#### TASK DESCRIPTION
Every line in the records below with the string "Ordering" needs to be copied out.

EXTRACTED DATA Start Marker

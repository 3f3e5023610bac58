//! Errors surfaced directly to embedding Rust code, as opposed to
//! in-language failures which travel through [`crate::ExceptionSink`]
//! (see spec §7: "errors are values" routed through the sink; this type
//! is reserved for the handful of embedding-API calls that fail before
//! there is a sink to report into, e.g. registering a duplicate encoding).

use thiserror::Error;

#[derive(Error, Debug, Clone, PartialEq, Eq)]
pub enum ValueError {
    #[error("unknown encoding tag: {tag}")]
    UnknownEncoding { tag: String },

    #[error("encoding {tag} already registered")]
    DuplicateEncoding { tag: String },

    #[error("cannot convert {from} to {to}: {reason}")]
    EncodingConversion {
        from: String,
        to: String,
        reason: String,
    },
}
//! Per-thread singleton owning the lock-acquisition stack, the current
//! program location, the debug-mode call stack, and per-thread resource
//! cleanup callbacks.

use crate::ids::{allocate_tid, LockId, Tid};
use qore_sink::{RaiseSink, SourceLocation, StackFrame};
use std::cell::RefCell;

/// An opaque handle under which a cleanup callback is registered. The
/// embedding layer mints these (typically from a pointer or resource id)
/// and uses them to remove a resource's cleanup before it runs normally,
/// e.g. after a clean `close()`.
#[derive(Debug, Clone, Copy, PartialEq, Eq, Hash)]
pub struct ResourceHandle(pub u64);

type CleanupFn = Box<dyn FnOnce(&mut dyn RaiseSink) + Send>;

struct ThreadResource {
    handle: ResourceHandle,
    cleanup: Option<CleanupFn>,
}

#[derive(Default)]
struct ThreadContextState {
    tid: Option<Tid>,
    lock_stack: Vec<(LockId, crate::ids::LockKind)>,
    location: SourceLocation,
    call_stack: Vec<StackFrame>,
    resources: Vec<ThreadResource>,
}

thread_local! {
    static CONTEXT: RefCell<ThreadContextState> = RefCell::new(ThreadContextState::default());
}

/// Handle to the calling OS thread's [`ThreadContext`]. All methods operate
/// on thread-local state; the handle itself carries no data.
#[derive(Debug, Clone, Copy, Default)]
pub struct ThreadContext;

impl ThreadContext {
    /// The stable numeric id assigned to the current thread the first time
    /// it touches the runtime.
    pub fn current_tid() -> Tid {
        CONTEXT.with(|c| {
            let mut state = c.borrow_mut();
            *state.tid.get_or_insert_with(allocate_tid)
        })
    }

    /// Pushes a lock onto this thread's ownership stack. Called after a
    /// primitive's acquire succeeds.
    pub fn push_lock(id: LockId, kind: crate::ids::LockKind) {
        CONTEXT.with(|c| c.borrow_mut().lock_stack.push((id, kind)));
    }

    /// Removes a lock from this thread's ownership stack (on release).
    /// Locks need not be released in stack order (e.g. unlocking a mutex
    /// taken before an outer RW lock), so this removes the first matching
    /// entry rather than only the top.
    pub fn pop_lock(id: LockId) {
        CONTEXT.with(|c| {
            let mut state = c.borrow_mut();
            if let Some(pos) = state.lock_stack.iter().position(|(l, _)| *l == id) {
                state.lock_stack.remove(pos);
            }
        });
    }

    /// True iff this thread currently holds `id` (in any mode).
    pub fn holds_lock(id: LockId) -> bool {
        CONTEXT.with(|c| c.borrow().lock_stack.iter().any(|(l, _)| *l == id))
    }

    pub fn held_locks() -> Vec<LockId> {
        CONTEXT.with(|c| c.borrow().lock_stack.iter().map(|(l, _)| *l).collect())
    }

    /// Sets the program location used to enrich exceptions raised from
    /// this thread.
    pub fn set_location(location: SourceLocation) {
        CONTEXT.with(|c| c.borrow_mut().location = location);
    }

    pub fn location() -> SourceLocation {
        CONTEXT.with(|c| c.borrow().location.clone())
    }

    /// Pushes a debug-mode call-stack frame.
    pub fn push_frame(frame: StackFrame) {
        CONTEXT.with(|c| c.borrow_mut().call_stack.push(frame));
    }

    pub fn pop_frame() {
        CONTEXT.with(|c| {
            c.borrow_mut().call_stack.pop();
        });
    }

    /// A snapshot of the current call stack, youngest frame last, suitable
    /// for attaching to a freshly raised exception.
    pub fn call_stack_snapshot() -> Vec<StackFrame> {
        CONTEXT.with(|c| c.borrow().call_stack.clone())
    }

    /// Registers a cleanup callback invoked (in LIFO order, alongside any
    /// other registered resources) when the thread exits, normally or via
    /// an in-flight exception. Returns the handle it was registered under.
    pub fn register_thread_resource(
        handle: ResourceHandle,
        cleanup: impl FnOnce(&mut dyn RaiseSink) + Send + 'static,
    ) {
        CONTEXT.with(|c| {
            c.borrow_mut().resources.push(ThreadResource {
                handle,
                cleanup: Some(Box::new(cleanup)),
            })
        });
    }

    /// Removes a previously registered cleanup without running it, e.g.
    /// after the resource released itself normally.
    pub fn remove_thread_resource(handle: ResourceHandle) {
        CONTEXT.with(|c| {
            c.borrow_mut()
                .resources
                .retain(|r| r.handle != handle || r.cleanup.is_none());
        });
    }
}

impl Drop for ThreadContextState {
    fn drop(&mut self) {
        // Runs at thread exit (thread_local destructors run in the
        // reverse order they were initialized, here just this one cell).
        // Cleanups run LIFO: last-registered resource is released first,
        // matching a transaction gate opened after a connection was
        // opened being rolled back before the connection itself closes.
        struct LateSink;
        impl RaiseSink for LateSink {
            fn raise_tagged(&mut self, kind: qore_sink::ExceptionKind, tag: &str, message: String) {
                log::error!("thread-exit cleanup raised [{kind:?}] {tag}: {message}");
            }
        }
        let mut sink = LateSink;
        while let Some(mut resource) = self.resources.pop() {
            if let Some(cleanup) = resource.cleanup.take() {
                cleanup(&mut sink);
            }
        }
    }
}

#[cfg(test)]
mod tests {
    use super::*;
    use crate::ids::LockKind;
    use std::sync::atomic::{AtomicBool, Ordering};
    use std::sync::Arc;

    #[test]
    fn lock_stack_tracks_held_locks() {
        let id = LockId::next();
        assert!(!ThreadContext::holds_lock(id));
        ThreadContext::push_lock(id, LockKind::Mutex);
        assert!(ThreadContext::holds_lock(id));
        ThreadContext::pop_lock(id);
        assert!(!ThreadContext::holds_lock(id));
    }

    #[test]
    fn thread_exit_runs_cleanup_lifo() {
        let order = Arc::new(std::sync::Mutex::new(Vec::new()));
        let ran = Arc::new(AtomicBool::new(false));
        let order2 = order.clone();
        let ran2 = ran.clone();
        std::thread::spawn(move || {
            ThreadContext::register_thread_resource(ResourceHandle(1), {
                let order = order2.clone();
                move |_| order.lock().unwrap().push(1)
            });
            ThreadContext::register_thread_resource(ResourceHandle(2), {
                let order = order2.clone();
                move |_| order.lock().unwrap().push(2)
            });
            ran2.store(true, Ordering::SeqCst);
        })
        .join()
        .unwrap();
        assert!(ran.load(Ordering::SeqCst));
        assert_eq!(*order.lock().unwrap(), vec![2, 1]);
    }
}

EXTRACTED DATA End Marker

#### OUTPUT BELOW
    use std::sync::atomic::{AtomicBool, Ordering};
            ran2.store(true, Ordering::SeqCst);
        assert!(ran.load(Ordering::SeqCst));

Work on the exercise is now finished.